■ **Exercise directions**
The answer must be every line of the records below that holds the word "tempfile".
(Data for this exercise Opens)
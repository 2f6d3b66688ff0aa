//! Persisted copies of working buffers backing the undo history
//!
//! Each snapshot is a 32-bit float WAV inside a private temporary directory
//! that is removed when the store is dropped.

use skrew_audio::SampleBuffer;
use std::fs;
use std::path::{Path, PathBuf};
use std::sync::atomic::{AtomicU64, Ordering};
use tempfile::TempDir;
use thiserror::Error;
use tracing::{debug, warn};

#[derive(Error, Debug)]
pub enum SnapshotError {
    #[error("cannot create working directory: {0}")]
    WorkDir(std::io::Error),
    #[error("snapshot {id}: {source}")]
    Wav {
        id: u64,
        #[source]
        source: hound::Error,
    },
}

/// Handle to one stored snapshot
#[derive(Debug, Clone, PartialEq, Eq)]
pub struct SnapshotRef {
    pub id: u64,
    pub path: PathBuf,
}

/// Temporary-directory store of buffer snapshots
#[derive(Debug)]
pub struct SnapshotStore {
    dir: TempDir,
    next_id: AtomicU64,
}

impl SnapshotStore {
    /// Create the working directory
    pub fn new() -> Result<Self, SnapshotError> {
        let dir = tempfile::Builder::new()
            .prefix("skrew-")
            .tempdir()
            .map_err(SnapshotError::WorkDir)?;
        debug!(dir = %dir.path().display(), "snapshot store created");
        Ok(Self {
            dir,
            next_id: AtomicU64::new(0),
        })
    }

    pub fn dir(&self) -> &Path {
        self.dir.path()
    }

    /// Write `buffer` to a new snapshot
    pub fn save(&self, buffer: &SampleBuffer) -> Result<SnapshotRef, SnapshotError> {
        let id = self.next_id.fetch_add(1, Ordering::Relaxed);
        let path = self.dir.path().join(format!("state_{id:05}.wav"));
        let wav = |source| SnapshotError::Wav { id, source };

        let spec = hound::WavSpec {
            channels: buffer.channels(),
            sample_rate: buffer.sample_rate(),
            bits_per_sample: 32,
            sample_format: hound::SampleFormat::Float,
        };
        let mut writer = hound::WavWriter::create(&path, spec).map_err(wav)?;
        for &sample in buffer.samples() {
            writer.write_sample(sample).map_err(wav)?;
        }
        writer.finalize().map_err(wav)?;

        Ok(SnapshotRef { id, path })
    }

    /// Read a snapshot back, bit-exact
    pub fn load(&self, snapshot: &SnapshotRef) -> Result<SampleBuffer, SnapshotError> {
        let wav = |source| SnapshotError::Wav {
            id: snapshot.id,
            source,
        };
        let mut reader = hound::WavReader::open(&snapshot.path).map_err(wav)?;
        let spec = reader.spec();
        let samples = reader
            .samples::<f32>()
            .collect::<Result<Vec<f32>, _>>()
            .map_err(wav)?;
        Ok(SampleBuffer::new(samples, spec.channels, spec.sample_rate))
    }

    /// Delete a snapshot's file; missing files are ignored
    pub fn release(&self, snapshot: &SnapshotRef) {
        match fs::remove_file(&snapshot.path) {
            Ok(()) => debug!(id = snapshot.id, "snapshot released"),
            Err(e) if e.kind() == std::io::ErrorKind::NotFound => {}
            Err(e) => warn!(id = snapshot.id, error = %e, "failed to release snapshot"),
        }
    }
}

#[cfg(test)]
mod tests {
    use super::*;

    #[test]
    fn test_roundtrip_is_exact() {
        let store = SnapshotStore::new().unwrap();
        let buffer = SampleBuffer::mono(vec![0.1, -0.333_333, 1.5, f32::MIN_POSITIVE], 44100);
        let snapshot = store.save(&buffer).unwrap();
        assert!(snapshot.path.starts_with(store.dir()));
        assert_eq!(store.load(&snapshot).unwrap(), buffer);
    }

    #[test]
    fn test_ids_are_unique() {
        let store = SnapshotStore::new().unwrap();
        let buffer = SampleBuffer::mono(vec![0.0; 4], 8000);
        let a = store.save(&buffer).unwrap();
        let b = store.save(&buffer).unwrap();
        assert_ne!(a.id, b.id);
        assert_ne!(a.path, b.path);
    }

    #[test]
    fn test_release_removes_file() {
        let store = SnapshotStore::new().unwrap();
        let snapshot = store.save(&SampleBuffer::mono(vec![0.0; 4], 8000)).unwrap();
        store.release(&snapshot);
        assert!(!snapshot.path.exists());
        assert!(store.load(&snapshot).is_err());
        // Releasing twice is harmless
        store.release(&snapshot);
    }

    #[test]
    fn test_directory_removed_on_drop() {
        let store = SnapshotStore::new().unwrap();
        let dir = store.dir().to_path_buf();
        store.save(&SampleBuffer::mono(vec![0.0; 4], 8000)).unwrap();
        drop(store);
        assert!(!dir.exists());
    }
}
(Data for this exercise Closes)
■ **Answer to this task**
use tempfile::TempDir;
        let dir = tempfile::Builder::new()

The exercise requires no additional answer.